Thursday, December 20, 2012

Shedding Skin, Dandruff By Dandruff

I feel like I'm nit-picking at a whole stretch of skin. Except of dealing with dry skin, I am dealing with a personality that just doesn't work.

How do I properly vocalize that I am not even living my own life? For the longest time, I was thinking I was just plain depressed and didn't know what to do. Yet now I am thinking, no, I know what I want to do. But there is something that I keep falling back into. Maybe it is a habit, or a well-trained person. Just the good little girl that was expected of me.

Good god, if I was supposed to be someone's tool, then I'd rather be dead than to have someone else take over my mind.

F--k culture trying to brainwash kids into being the images that their parents want them to be. Gender-typifying, stereotyping standards, ect. It is enough to make me want to go screaming around in the stores cursing their intrusive advertising attacks. I can't even shop any more.

To be with my boyfriend or certain groups of friends, I feel awake, more myself than I ever have been. But the moment I go into "normal" situations, I feel the pressure of being plain boxy normal.

There is a reason that part of my depression has included anger. I HATE being pressured into being something that I am not.

There is so much ignorance, uneducated, and underdeveloped people who run on insufficient information. And to be dealing with the lack of their curiosity kills me. How do you not want to understand even just a few things about your life? Why live the life that someone else has prescribed for you? Does it even work for you? What makes you think that your diet is sufficient and will make you a healthy and efficient human being?

And to acknowledge my own laziness is beyond frustrating. I live in two realities with two personalities, and right now it is bothering the cr-p out of me. I feel as though my therapist talks down to me, saying I am "a good, sweet, innocent young lady".

A. Suggesting I am good, means that you will react negatively if I were to voice my anger and things that I would otherwise not tell my parents.

B. Fuck being sweet. I don't want to be sweet. I want to be taken seriously you old geezer.

C. Innocent? Naive? Maybe a bit because I haven't been in certain circumstances, but it does not make me an idiot. And I am certainly more aware then some dumb-asses out there in the world.

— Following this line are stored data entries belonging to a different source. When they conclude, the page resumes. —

//! Static configuration for the mecsim testbed
//!
//! One immutable [`SimConfig`] value is built at startup (defaults, or a YAML
//! file) and threaded explicitly into the topology builder and the cost
//! function. Nothing in the simulation reads ambient state.

use std::path::Path;

use serde::{Deserialize, Serialize};

use crate::error::{Error, Result};

// ============================================================================
// Unit scales
// ============================================================================

/// Bits per byte.
pub const BYTE: f64 = 8.0;
/// Bits per kilobyte.
pub const KB: f64 = 1024.0 * BYTE;
/// Bits per megabyte.
pub const MB: f64 = 1024.0 * KB;
/// Bits per gigabyte.
pub const GB: f64 = 1024.0 * MB;

/// Clock frequency scales (cycles per second).
pub const KHZ: f64 = 1e3;
pub const MHZ: f64 = KHZ * 1e3;
pub const GHZ: f64 = MHZ * 1e3;

/// Transmission rate scales (bits per second).
pub const KBPS: f64 = 1e3;
pub const MBPS: f64 = KBPS * 1e3;
pub const GBPS: f64 = MBPS * 1e3;

/// Number of application slots in every observation block. Application
/// discriminants are 1-indexed; slot `kind as usize - 1` holds the value and
/// unused slots stay zero.
pub const APP_SLOTS: usize = 8;

// ============================================================================
// Application catalog
// ============================================================================

/// Workload categories an edge device can generate.
///
/// Discriminants are stable and 1-indexed; they select the observation slot
/// for every application-indexed quantity.
#[derive(
    Debug, Clone, Copy, PartialEq, Eq, PartialOrd, Ord, Hash, Serialize, Deserialize,
)]
#[serde(rename_all = "snake_case")]
#[repr(u8)]
pub enum ApplicationKind {
    SpeechRecognition = 1,
    Nlp = 2,
    FaceRecognition = 3,
    SearchRequest = 4,
    LanguageTranslation = 5,
    Proc3dGame = 6,
    Vr = 7,
    Ar = 8,
}

impl ApplicationKind {
    /// All catalog members, in discriminant order.
    pub const ALL: [ApplicationKind; 8] = [
        ApplicationKind::SpeechRecognition,
        ApplicationKind::Nlp,
        ApplicationKind::FaceRecognition,
        ApplicationKind::SearchRequest,
        ApplicationKind::LanguageTranslation,
        ApplicationKind::Proc3dGame,
        ApplicationKind::Vr,
        ApplicationKind::Ar,
    ];

    /// Observation slot for this application (discriminant − 1).
    pub fn slot(self) -> usize {
        self as usize - 1
    }

    /// Processing workload in cycles per bit. Surfaced in observations as
    /// `workload() / KB`.
    pub fn workload(self) -> f64 {
        match self {
            ApplicationKind::SpeechRecognition => 10_435.0,
            ApplicationKind::Nlp => 25_346.0,
            ApplicationKind::FaceRecognition => 45_043.0,
            ApplicationKind::SearchRequest => 8_405.0,
            ApplicationKind::LanguageTranslation => 34_252.0,
            ApplicationKind::Proc3dGame => 54_633.0,
            ApplicationKind::Vr => 40_305.0,
            ApplicationKind::Ar => 34_532.0,
        }
    }

    /// Relative arrival popularity. Scales the Poisson mean of the arrival
    /// process together with the configured task rate.
    pub fn popularity(self) -> f64 {
        match self {
            ApplicationKind::SpeechRecognition => 0.25,
            ApplicationKind::Nlp => 0.20,
            ApplicationKind::FaceRecognition => 0.15,
            ApplicationKind::SearchRequest => 0.10,
            ApplicationKind::LanguageTranslation => 0.10,
            ApplicationKind::Proc3dGame => 0.08,
            ApplicationKind::Vr => 0.07,
            ApplicationKind::Ar => 0.05,
        }
    }

    /// Bits carried per Poisson arrival unit.
    pub fn arrival_bits(self) -> f64 {
        match self {
            ApplicationKind::SpeechRecognition => 40.0 * KB,
            ApplicationKind::Nlp => 4.0 * KB,
            ApplicationKind::FaceRecognition => 10.0 * KB,
            ApplicationKind::SearchRequest => 2.0 * KB,
            ApplicationKind::LanguageTranslation => 2.0 * KB,
            ApplicationKind::Proc3dGame => 200.0 * KB,
            ApplicationKind::Vr => 100.0 * KB,
            ApplicationKind::Ar => 50.0 * KB,
        }
    }
}

impl std::fmt::Display for ApplicationKind {
    fn fmt(&self, f: &mut std::fmt::Formatter<'_>) -> std::fmt::Result {
        let name = match self {
            ApplicationKind::SpeechRecognition => "speech_recognition",
            ApplicationKind::Nlp => "nlp",
            ApplicationKind::FaceRecognition => "face_recognition",
            ApplicationKind::SearchRequest => "search_request",
            ApplicationKind::LanguageTranslation => "language_translation",
            ApplicationKind::Proc3dGame => "proc_3d_game",
            ApplicationKind::Vr => "vr",
            ApplicationKind::Ar => "ar",
        };
        write!(f, "{name}")
    }
}

// ============================================================================
// Channel catalog
// ============================================================================

/// Link technology between an edge device and its higher tier.
#[derive(Debug, Clone, Copy, PartialEq, Eq, Hash, Serialize, Deserialize)]
#[serde(rename_all = "snake_case")]
pub enum ChannelKind {
    Lte,
    Wifi,
    Bt,
    Nfc,
    Wired,
}

impl ChannelKind {
    /// Nominal uplink rate in bits per tick.
    pub fn uplink_rate(self) -> f64 {
        match self {
            ChannelKind::Lte => 75.0 * MBPS,
            ChannelKind::Wifi => 135.0 * MBPS,
            ChannelKind::Bt => 22.0 * MBPS,
            ChannelKind::Nfc => 212.0 * KBPS,
            ChannelKind::Wired => 1.0 * GBPS,
        }
    }

    /// Nominal downlink rate in bits per tick.
    pub fn downlink_rate(self) -> f64 {
        match self {
            ChannelKind::Lte => 300.0 * MBPS,
            ChannelKind::Wifi => 135.0 * MBPS,
            ChannelKind::Bt => 22.0 * MBPS,
            ChannelKind::Nfc => 212.0 * KBPS,
            ChannelKind::Wired => 1.0 * GBPS,
        }
    }

    /// Fractional rate jitter; each sample is drawn uniformly within
    /// `nominal * (1 ± jitter)`. Wired links are deterministic.
    pub fn jitter(self) -> f64 {
        match self {
            ChannelKind::Lte => 0.2,
            ChannelKind::Wifi => 0.3,
            ChannelKind::Bt => 0.1,
            ChannelKind::Nfc => 0.05,
            ChannelKind::Wired => 0.0,
        }
    }
}

// ============================================================================
// Simulation configuration
// ============================================================================

/// Full static configuration for one simulated topology.
#[derive(Debug, Clone, Serialize, Deserialize)]
#[serde(default)]
pub struct SimConfig {
    /// Mean task generation rate (Poisson units per tick, before popularity
    /// weighting).
    pub task_rate: f64,
    /// Applications served by every edge device.
    pub applications: Vec<ApplicationKind>,
    /// Channel technology of the edge-to-cloud link.
    pub channel: ChannelKind,
    /// Number of edge processor cores.
    pub num_edge_cores: u32,
    /// Per-core edge clock in GHz.
    pub edge_core_ghz: f64,
    /// Number of cloud processor cores.
    pub num_cloud_cores: u32,
    /// Per-core cloud clock in GHz.
    pub cloud_core_ghz: f64,
    /// Capacity of each per-application edge queue, in bits.
    pub edge_queue_capacity: f64,
    /// Capacity of the aggregate cloud queue, in bits.
    pub cloud_queue_capacity: f64,
    /// Weight of the computation/payment term in the scalar cost.
    pub cost_weight: f64,
    /// Episode length in ticks; `step` reports `done` exactly when the tick
    /// counter reaches this value.
    pub max_episode_steps: u64,
    /// Lookback window, in ticks, for the mean-arrival-rate estimate.
    pub arrival_window: u64,
}

impl Default for SimConfig {
    fn default() -> Self {
        Self {
            task_rate: 10.0,
            applications: vec![
                ApplicationKind::SpeechRecognition,
                ApplicationKind::Nlp,
                ApplicationKind::FaceRecognition,
            ],
            channel: ChannelKind::Wired,
            num_edge_cores: 10,
            edge_core_ghz: 4.0,
            num_cloud_cores: 54,
            cloud_core_ghz: 4.0,
            edge_queue_capacity: 1.0 * GB,
            cloud_queue_capacity: 10.0 * GB,
            cost_weight: 1e-3,
            max_episode_steps: 5000,
            arrival_window: 100,
        }
    }
}

impl SimConfig {
    /// Loads and validates a configuration from a YAML file.
    pub fn from_yaml_file(path: impl AsRef<Path>) -> Result<Self> {
        let text = std::fs::read_to_string(path)?;
        let config: SimConfig = serde_yaml::from_str(&text)?;
        config.validate()?;
        Ok(config)
    }

    /// Checks the caller contract on all numeric fields.
    pub fn validate(&self) -> Result<()> {
        if self.applications.is_empty() {
            return Err(Error::Config("application set is empty".into()));
        }
        let mut seen = [false; APP_SLOTS];
        for app in &self.applications {
            if std::mem::replace(&mut seen[app.slot()], true) {
                return Err(Error::Config(format!("duplicate application: {app}")));
            }
        }
        if self.task_rate < 0.0 || !self.task_rate.is_finite() {
            return Err(Error::Config(format!(
                "task_rate must be finite and non-negative, got {}",
                self.task_rate
            )));
        }
        if self.num_edge_cores == 0 || self.num_cloud_cores == 0 {
            return Err(Error::Config("core counts must be positive".into()));
        }
        if self.edge_core_ghz <= 0.0 || self.cloud_core_ghz <= 0.0 {
            return Err(Error::Config("core clocks must be positive".into()));
        }
        if self.edge_queue_capacity <= 0.0 || self.cloud_queue_capacity <= 0.0 {
            return Err(Error::Config("queue capacities must be positive".into()));
        }
        if self.max_episode_steps == 0 {
            return Err(Error::Config("max_episode_steps must be positive".into()));
        }
        if self.arrival_window == 0 {
            return Err(Error::Config("arrival_window must be positive".into()));
        }
        Ok(())
    }

    /// Edge computational capability in bits per tick.
    pub fn edge_capability(&self) -> f64 {
        f64::from(self.num_edge_cores) * self.edge_core_ghz * GHZ
    }

    /// Cloud computational capability in bits per tick.
    pub fn cloud_capability(&self) -> f64 {
        f64::from(self.num_cloud_cores) * self.cloud_core_ghz * GHZ
    }
}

D. Are you suggesting that I know absolutely nothing?

E. Fuck you, that sounds insulting. Why can't I just be a woman? Do you see yourself as someone above me?

This pisses me off, and the fact that I act differently in two different arenas. I fucking hate that I can't speak out loud the way I want to. Why can't I just get down to the nitty-gritty? I do NOT want to fucking talk about the damn circles that I have talked about before. I am done with that part of my life. You are making me relive something I have already forgiven and forgotten and have moved on in my life.

I am pissed off more at the fact that I have to listen to your assumptions. We haven't even gotten to the good part yet, why are you jumping down my throat?

I want my own god-damned life, and at 23, I'd say it's long overdue for a teenage rebellion. Fuck being the good little girl. I've grown up and changed. It's about time that my surroundings have done the same.